All the Rage
But Naaman left in a rage, saying, “I thought that he would at least come out to me, pray to the Lord his God, wave his hand over the diseased spot, and cure me!” (2 Kings 5:11)
Rage is a voracious devourer. Erupting from the molten madness within, it spews red-hot lava into the atmosphere, consuming every living thing in its insatiable appetite. It makes volcanoes of us all—desolate mountains of destruction.
No one wants to live near a volcano. People don’t scour the housing ads for property near the bottom of a smouldering hill. Orchards don’t grow in its wake.
Bubbly springs don’t nourish the soil, and flowers don’t fence it in. It is a self-righteous fountain of fury, fed by wrong thinking.

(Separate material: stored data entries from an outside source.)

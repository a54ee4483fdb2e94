use log::debug;

use crate::ir::{self, Instr};

pub mod dce;
pub mod fold;
pub mod propagate;
pub mod tree;

/// Which IR passes to run. Enabled passes always run in field order.
#[derive(Copy, Clone, Debug, Default, PartialEq, Eq)]
pub struct OptimizeOptions {
    pub fold_constants: bool,
    pub propagate_constants: bool,
    pub eliminate_dead_code: bool,
}

impl OptimizeOptions {
    pub const fn all() -> OptimizeOptions {
        OptimizeOptions {
            fold_constants: true,
            propagate_constants: true,
            eliminate_dead_code: true,
        }
    }

    pub const fn none() -> OptimizeOptions {
        OptimizeOptions {
            fold_constants: false,
            propagate_constants: false,
            eliminate_dead_code: false,
        }
    }

    pub fn is_empty(&self) -> bool {
        *self == OptimizeOptions::none()
    }
}

#[derive(Clone, Debug, PartialEq, Eq, thiserror::Error)]
pub enum EvalError {
    #[error("cannot evaluate `{line}`: unsupported operator `{op}`")]
    UnsupportedOperator { op: Box<str>, line: Box<str> },
    #[error("cannot evaluate `{0}`: not a valid instruction")]
    Malformed(Box<str>),
}

impl From<ir::ParseError> for EvalError {
    fn from(error: ir::ParseError) -> EvalError {
        match error {
            ir::ParseError::UnsupportedOperator { op, line } => {
                EvalError::UnsupportedOperator { op, line }
            }
            ir::ParseError::Malformed(line) => EvalError::Malformed(line),
        }
    }
}

pub fn optimize(code: &[Instr], options: OptimizeOptions) -> Vec<Instr> {
    let mut code = code.to_vec();
    if options.fold_constants {
        code = fold::fold_constants(&code);
        debug!("folded constants: {} instructions", code.len());
    }
    if options.propagate_constants {
        code = propagate::propagate_constants(&code);
        debug!("propagated constants: {} instructions", code.len());
    }
    if options.eliminate_dead_code {
        let before = code.len();
        code = dce::eliminate_dead_code(&code);
        debug!("eliminated {} dead instructions", before - code.len());
    }
    code
}

/// Optimizes a textual listing, one instruction per line.
pub fn optimize_text<S: AsRef<str>>(
    lines: &[S],
    options: OptimizeOptions,
) -> Result<Vec<Instr>, EvalError> {
    let code = ir::parse_listing(lines)?;
    Ok(optimize(&code, options))
}

#[cfg(test)]
pub(crate) mod tests {
    use pretty_assertions::assert_eq;

    use super::*;

    #[track_caller]
    pub(crate) fn instrs(lines: &[&str]) -> Vec<Instr> {
        ir::parse_listing(lines).unwrap()
    }

    #[test]
    fn test_fold_then_propagate() {
        let options = OptimizeOptions {
            fold_constants: true,
            propagate_constants: true,
            eliminate_dead_code: false,
        };
        let code = optimize_text(&["t1 = 2 + 3", "x = t1", "RETURN x"], options).unwrap();
        assert_eq!(ir::listing(&code), ["t1 = 5", "x = 5", "RETURN 5"]);
    }

    #[test]
    fn test_all_passes() {
        let code = optimize_text(
            &[
                "main() BEGIN",
                "x = 2",
                "y = 3",
                "t1 = x + y",
                "z = <uninitialized>",
                "RETURN t1",
                "main() END",
            ],
            OptimizeOptions::all(),
        )
        .unwrap();
        assert_eq!(ir::listing(&code), ["main() BEGIN", "RETURN 5", "main() END"]);
    }

    #[test]
    fn test_no_passes_is_identity() {
        let code = instrs(&["x = 1 + 2", "RETURN x"]);
        assert_eq!(optimize(&code, OptimizeOptions::none()), code);
        assert!(OptimizeOptions::default().is_empty());
    }

    #[test]
    fn test_unsupported_operator() {
        assert_eq!(
            optimize_text(&["t1 = 2 ** 3"], OptimizeOptions::all()),
            Err(EvalError::UnsupportedOperator {
                op: "**".into(),
                line: "t1 = 2 ** 3".into()
            })
        );
    }
}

I thought … he would wave his hand over the diseased spot and…
If we trust in our own thinking it will eventually let us down.

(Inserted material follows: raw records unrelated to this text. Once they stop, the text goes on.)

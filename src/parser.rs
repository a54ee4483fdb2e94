use std::fmt;

use log::debug;

use crate::{
    ast::{
        BinaryOperator, Block, Expr, Function, Ident, Item, Number, Param, Program, Stmt, Type,
        UnaryOperator,
    },
    lexer::extract,
    symbols::{ScopeKind, SymbolKind, SymbolTable},
    token::{Keyword, Position, Token, TokenKind},
};

type Result<T, E = Error> = std::result::Result<T, E>;

/// Parses the token stream into a program.
pub fn parse(tokens: &[Token]) -> Result<Program> {
    parse_with_symbols(tokens).map(|(program, _)| program)
}

/// Parses the token stream, also returning the symbol table. Only the global
/// scope is still open once parsing finishes; see [`SymbolTable::all`].
pub fn parse_with_symbols(tokens: &[Token]) -> Result<(Program, SymbolTable)> {
    if tokens.is_empty() {
        return Ok((Program::default(), SymbolTable::new()));
    }
    let mut p = Parser::new(tokens);
    let program = p.parse_program()?;
    debug!(
        "parsed {} top-level items, {} scopes",
        program.items.len(),
        p.symbols.all().count()
    );
    Ok((program, p.symbols))
}

#[derive(Clone, Debug, PartialEq, thiserror::Error)]
pub enum Error {
    #[error("{pos}: expected {expected}, but got `{actual}`")]
    Unexpected {
        expected: Expected,
        actual: Box<str>,
        pos: Position,
    },
    #[error("{pos}: unexpected end of input, expected {expected}")]
    UnexpectedEof { expected: Expected, pos: Position },
    #[error("{pos}: invalid numeric literal `{text}`")]
    InvalidNumber { text: Box<str>, pos: Position },
    #[error("{pos}: {name} is not declared")]
    Undeclared { name: Ident, pos: Position },
    #[error("{pos}: {name} is already declared in this scope")]
    Redeclared { name: Ident, pos: Position },
}

impl Error {
    pub fn pos(&self) -> Position {
        match self {
            Error::Unexpected { pos, .. }
            | Error::UnexpectedEof { pos, .. }
            | Error::InvalidNumber { pos, .. }
            | Error::Undeclared { pos, .. }
            | Error::Redeclared { pos, .. } => *pos,
        }
    }

    /// Whether this is a name resolution error rather than a grammar one.
    pub fn is_name_error(&self) -> bool {
        matches!(self, Error::Undeclared { .. } | Error::Redeclared { .. })
    }
}

#[derive(Copy, Clone, Debug, PartialEq, Eq)]
pub enum Expected {
    /// A token with this exact text.
    Token(&'static str),
    /// A syntactic category, such as "an expression".
    Description(&'static str),
}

I thought my marriage would last forever… I thought my healthy lifestyle meant I would never get cancer… I thought my children were going to come back home… I thought I would have a husband by now…
And when it does, we can choose to be filled with rage and sentence ourselves to barren captivity, or…

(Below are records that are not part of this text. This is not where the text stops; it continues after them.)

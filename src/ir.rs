//! Three-address code.
//!
//! Every instruction has a one-line textual form, produced by `Display` and
//! read back by `FromStr`:
//!
//! ```text
//! main() BEGIN
//! x = 5
//! t1 = x + y
//! if t1 goto L1
//! goto L2
//! L1:
//! PARAM x
//! t2 = CALL f 1
//! RETURN t2
//! main() END
//! ```

use std::{fmt, str::FromStr};

use crate::ast::{BinaryOperator, Ident, Number};

/// Textual form of [`Operand::Uninitialized`]. Never a valid name.
const UNINITIALIZED: &str = "<uninitialized>";

#[derive(Clone, Debug, PartialEq)]
pub enum Operand {
    Number(Number),
    Var(Ident),
    Str(Box<str>),
    /// The value of a declaration without an initializer.
    Uninitialized,
}

impl Operand {
    pub fn var(name: &str) -> Operand {
        Operand::Var(name.into())
    }

    pub fn int(value: i64) -> Operand {
        Operand::Number(Number::Int(value))
    }

    pub fn as_number(&self) -> Option<Number> {
        match self {
            Operand::Number(number) => Some(*number),
            _ => None,
        }
    }

    pub fn as_var(&self) -> Option<&str> {
        match self {
            Operand::Var(name) => Some(name),
            _ => None,
        }
    }
}

impl fmt::Display for Operand {
    fn fmt(&self, f: &mut fmt::Formatter<'_>) -> fmt::Result {
        match self {
            Operand::Number(number) => write!(f, "{number}"),
            Operand::Var(name) => f.write_str(name),
            Operand::Str(text) => write!(f, "\"{text}\""),
            Operand::Uninitialized => f.write_str(UNINITIALIZED),
        }
    }
}

impl FromStr for Operand {
    type Err = ParseError;

    fn from_str(s: &str) -> Result<Operand, ParseError> {
        let malformed = || ParseError::Malformed(s.into());
        if s == UNINITIALIZED {
            return Ok(Operand::Uninitialized);
        }
        if let Some(text) = s.strip_prefix('"') {
            let text = text.strip_suffix('"').ok_or_else(malformed)?;
            return Ok(Operand::Str(text.into()));
        }
        if let Ok(int) = s.parse::<i64>() {
            return Ok(Operand::int(int));
        }
        let digits = s.strip_prefix('-').unwrap_or(s);
        if digits.starts_with(|c: char| c.is_ascii_digit()) {
            return s
                .parse::<f64>()
                .map(|float| Operand::Number(Number::Float(float)))
                .map_err(|_| malformed());
        }
        if is_name(s) {
            Ok(Operand::var(s))
        } else {
            Err(malformed())
        }
    }
}

#[derive(Clone, Debug, PartialEq)]
pub enum Instr {
    Assign {
        dest: Ident,
        value: Operand,
    },
    Binary {
        dest: Ident,
        op: BinaryOperator,
        lhs: Operand,
        rhs: Operand,
    },
    Label(Ident),
    Jump(Ident),
    /// Jumps to `target` if `cond` is non-zero.
    CondJump {
        cond: Ident,
        target: Ident,
    },
    Return(Option<Operand>),
    FunctionBegin(Ident),
    FunctionEnd(Ident),
    /// Pushes a call argument.
    Param(Operand),
    Call {
        dest: Ident,
        function: Ident,
        argc: usize,
    },
}

impl Instr {
    /// The variable this instruction writes, if any.
    pub fn dest(&self) -> Option<&str> {
        match self {
            Instr::Assign { dest, .. } | Instr::Binary { dest, .. } | Instr::Call { dest, .. } => {
                Some(dest)
            }
            _ => None,
        }
    }

    /// The variables this instruction reads, in operand order.
    pub fn uses(&self) -> Vec<&str> {
        match self {
            Instr::Assign { value, .. } => value.as_var().into_iter().collect(),
            Instr::Binary { lhs, rhs, .. } => lhs.as_var().into_iter().chain(rhs.as_var()).collect(),
            Instr::CondJump { cond, .. } => vec![&**cond],
            Instr::Return(Some(value)) | Instr::Param(value) => {
                value.as_var().into_iter().collect()
            }
            _ => Vec::new(),
        }
    }

    /// The label this instruction may transfer control to.
    pub fn jump_target(&self) -> Option<&str> {
        match self {
            Instr::Jump(target) | Instr::CondJump { target, .. } => Some(target),
            _ => None,
        }
    }

    pub fn as_label(&self) -> Option<&str> {
        match self {
            Instr::Label(label) => Some(label),
            _ => None,
        }
    }
}

impl fmt::Display for Instr {
    fn fmt(&self, f: &mut fmt::Formatter<'_>) -> fmt::Result {
        match self {
            Instr::Assign { dest, value } => write!(f, "{dest} = {value}"),
            Instr::Binary { dest, op, lhs, rhs } => write!(f, "{dest} = {lhs} {op} {rhs}"),
            Instr::Label(label) => write!(f, "{label}:"),
            Instr::Jump(target) => write!(f, "goto {target}"),
            Instr::CondJump { cond, target } => write!(f, "if {cond} goto {target}"),
            Instr::Return(Some(value)) => write!(f, "RETURN {value}"),
            Instr::Return(None) => f.write_str("RETURN"),
            Instr::FunctionBegin(name) => write!(f, "{name}() BEGIN"),
            Instr::FunctionEnd(name) => write!(f, "{name}() END"),
            Instr::Param(value) => write!(f, "PARAM {value}"),
            Instr::Call {
                dest,
                function,
                argc,
            } => write!(f, "{dest} = CALL {function} {argc}"),
        }
    }
}

impl FromStr for Instr {
    type Err = ParseError;

    fn from_str(line: &str) -> Result<Instr, ParseError> {
        let line = line.trim();
        let malformed = || ParseError::Malformed(line.into());

        if let Some(name) = line.strip_suffix("() BEGIN") {
            return name_of(name, line).map(Instr::FunctionBegin);
        }
        if let Some(name) = line.strip_suffix("() END") {
            return name_of(name, line).map(Instr::FunctionEnd);
        }
        if let Some((dest, rhs)) = line.split_once(" = ") {
            return parse_assignment(name_of(dest, line)?, rhs.trim(), line);
        }
        if line == "RETURN" {
            return Ok(Instr::Return(None));
        }
        if let Some(value) = line.strip_prefix("RETURN ") {
            return Ok(Instr::Return(Some(value.trim().parse()?)));
        }
        if let Some(value) = line.strip_prefix("PARAM ") {
            return Ok(Instr::Param(value.trim().parse()?));
        }
        if let Some(target) = line.strip_prefix("goto ") {
            return name_of(target, line).map(Instr::Jump);
        }
        if let Some(rest) = line.strip_prefix("if ") {
            let (cond, target) = rest.split_once(" goto ").ok_or_else(malformed)?;
            return Ok(Instr::CondJump {
                cond: name_of(cond, line)?,
                target: name_of(target, line)?,
            });
        }
        if let Some(label) = line.strip_suffix(':') {
            return name_of(label, line).map(Instr::Label);
        }
        Err(malformed())
    }
}

fn parse_assignment(dest: Ident, rhs: &str, line: &str) -> Result<Instr, ParseError> {
    let malformed = || ParseError::Malformed(line.into());

    if rhs.starts_with('"') {
        return Ok(Instr::Assign {
            dest,
            value: rhs.parse()?,
        });
    }
    if let Some(call) = rhs.strip_prefix("CALL ") {
        let mut parts = call.split_whitespace();
        let (Some(function), Some(argc), None) = (parts.next(), parts.next(), parts.next()) else {
            return Err(malformed());
        };
        return Ok(Instr::Call {
            dest,
            function: name_of(function, line)?,
            argc: argc.parse().map_err(|_| malformed())?,
        });
    }

    let parts: Vec<&str> = rhs.split_whitespace().collect();
    match parts[..] {
        [value] => Ok(Instr::Assign {
            dest,
            value: value.parse()?,
        }),
        [lhs, op, rhs] => {
            let op = BinaryOperator::from_symbol(op).ok_or_else(|| ParseError::UnsupportedOperator {
                op: op.into(),
                line: line.into(),
            })?;
            Ok(Instr::Binary {
                dest,
                op,
                lhs: lhs.parse()?,
                rhs: rhs.parse()?,
            })
        }
        _ => Err(malformed()),
    }
}

fn name_of(s: &str, line: &str) -> Result<Ident, ParseError> {
    let s = s.trim();
    if is_name(s) {
        Ok(s.into())
    } else {
        Err(ParseError::Malformed(line.into()))
    }
}

fn is_name(s: &str) -> bool {
    let mut chars = s.chars();
    chars
        .next()
        .is_some_and(|c| c.is_ascii_alphabetic() || c == '_')
        && chars.all(|c| c.is_ascii_alphanumeric() || c == '_')
}

#[derive(Clone, Debug, PartialEq, Eq, thiserror::Error)]
pub enum ParseError {
    #[error("unsupported operator `{op}` in `{line}`")]
    UnsupportedOperator { op: Box<str>, line: Box<str> },
    #[error("malformed instruction `{0}`")]
    Malformed(Box<str>),
}

/// Renders each instruction on its own line.
pub fn listing(code: &[Instr]) -> Vec<String> {
    code.iter().map(ToString::to_string).collect()
}

/// Parses a textual listing, one instruction per line. Blank lines are
/// skipped.
pub fn parse_listing<S: AsRef<str>>(lines: &[S]) -> Result<Vec<Instr>, ParseError> {
    lines
        .iter()
        .map(AsRef::as_ref)
        .filter(|line| !line.trim().is_empty())
        .map(str::parse)
        .collect()
}

#[cfg(test)]
mod tests {
    use pretty_assertions::assert_eq;

    use super::*;

    #[test]
    fn test_parse_every_form() {
        let lines = [
            "main() BEGIN",
            "x = <uninitialized>",
            "y = -3",
            "z = 2.5",
            "s = \"a = b\"",
            "t1 = x <= y",
            "if t1 goto L1",
            "goto L2",
            "L1:",
            "PARAM x",
            "t2 = CALL f 1",
            "RETURN t2",
            "L2:",
            "RETURN",
            "main() END",
        ];
        let code = parse_listing(&lines).unwrap();
        assert_eq!(
            &code[..6],
            [
                Instr::FunctionBegin("main".into()),
                Instr::Assign {
                    dest: "x".into(),
                    value: Operand::Uninitialized
                },
                Instr::Assign {
                    dest: "y".into(),
                    value: Operand::int(-3)
                },
                Instr::Assign {
                    dest: "z".into(),
                    value: Operand::Number(Number::Float(2.5))
                },
                Instr::Assign {
                    dest: "s".into(),
                    value: Operand::Str("a = b".into())
                },
                Instr::Binary {
                    dest: "t1".into(),
                    op: BinaryOperator::Le,
                    lhs: Operand::var("x"),
                    rhs: Operand::var("y"),
                },
            ]
        );
        assert_eq!(
            code[10],
            Instr::Call {
                dest: "t2".into(),
                function: "f".into(),
                argc: 1
            }
        );
        assert_eq!(listing(&code), lines);
    }

    #[test]
    fn test_whole_floats_keep_their_fraction() {
        let instr = Instr::Assign {
            dest: "x".into(),
            value: Operand::Number(Number::Float(3.0)),
        };
        assert_eq!(instr.to_string(), "x = 3.0");
        assert_eq!("x = 3.0".parse::<Instr>().unwrap(), instr);
    }

    #[test]
    fn test_unsupported_operator() {
        assert_eq!(
            "t1 = a ^ b".parse::<Instr>(),
            Err(ParseError::UnsupportedOperator {
                op: "^".into(),
                line: "t1 = a ^ b".into()
            })
        );
    }

    #[test]
    fn test_malformed() {
        for line in ["t1 = a +", "goto", "1x = 2", "if t1 L1", "t1 = CALL f"] {
            assert_eq!(
                line.parse::<Instr>(),
                Err(ParseError::Malformed(line.into())),
                "{line}"
            );
        }
    }

    #[test]
    fn test_uses_and_dest() {
        let instr: Instr = "t3 = t1 * 4".parse().unwrap();
        assert_eq!(instr.dest(), Some("t3"));
        assert_eq!(instr.uses(), ["t1"]);

        let instr: Instr = "if t3 goto L7".parse().unwrap();
        assert_eq!(instr.dest(), None);
        assert_eq!(instr.uses(), ["t3"]);
        assert_eq!(instr.jump_target(), Some("L7"));
    }

    #[test]
    fn test_sentinel_is_not_a_name() {
        let code = vec![
            Instr::Assign {
                dest: "UNINITIALIZED".into(),
                value: Operand::Uninitialized,
            },
            Instr::Assign {
                dest: "y".into(),
                value: Operand::var("UNINITIALIZED"),
            },
        ];
        let lines = listing(&code);
        assert_eq!(lines, ["UNINITIALIZED = <uninitialized>", "y = UNINITIALIZED"]);
        assert_eq!(parse_listing(&lines).unwrap(), code);
    }

    #[test]
    fn test_demo_listings_read_back() {
        use crate::{lexer, parser, tac};

        for src in [
            include_str!("../demos/factorial.c"),
            include_str!("../demos/loops.c"),
            include_str!("../demos/big.c"),
        ] {
            let tokens = lexer::tokenize(src).unwrap();
            let code = tac::generate(&parser::parse(&tokens).unwrap());
            assert_eq!(parse_listing(&listing(&code)).unwrap(), code);
        }
    }
}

So Naaman went down to the Jordan, dipped himself in it seven times, as Elisha had instructed, and he was completely cured. His flesh became firm and healthy like that of a child. (Verse 14)
Our feeble thinking was never meant to be the framework for what we believe. We are always learning, being changed, and seeing things from new perspectives. If we lean on what we think is right today, tomorrow it may be a broken fence post crumbling beneath the weight of our insecurities.
Naaman eventually chose to trust God, and even though what God wanted him to do was absurd and humiliating…to him, it was what he needed to do; it’s what we need to do to get to a place where we can receive what God wants us to have.
Trusting God sometimes seems childish, foolish, and humiliating in seasons of distress—but it is the only sure way to breathe wellness and life back into a dying landscape.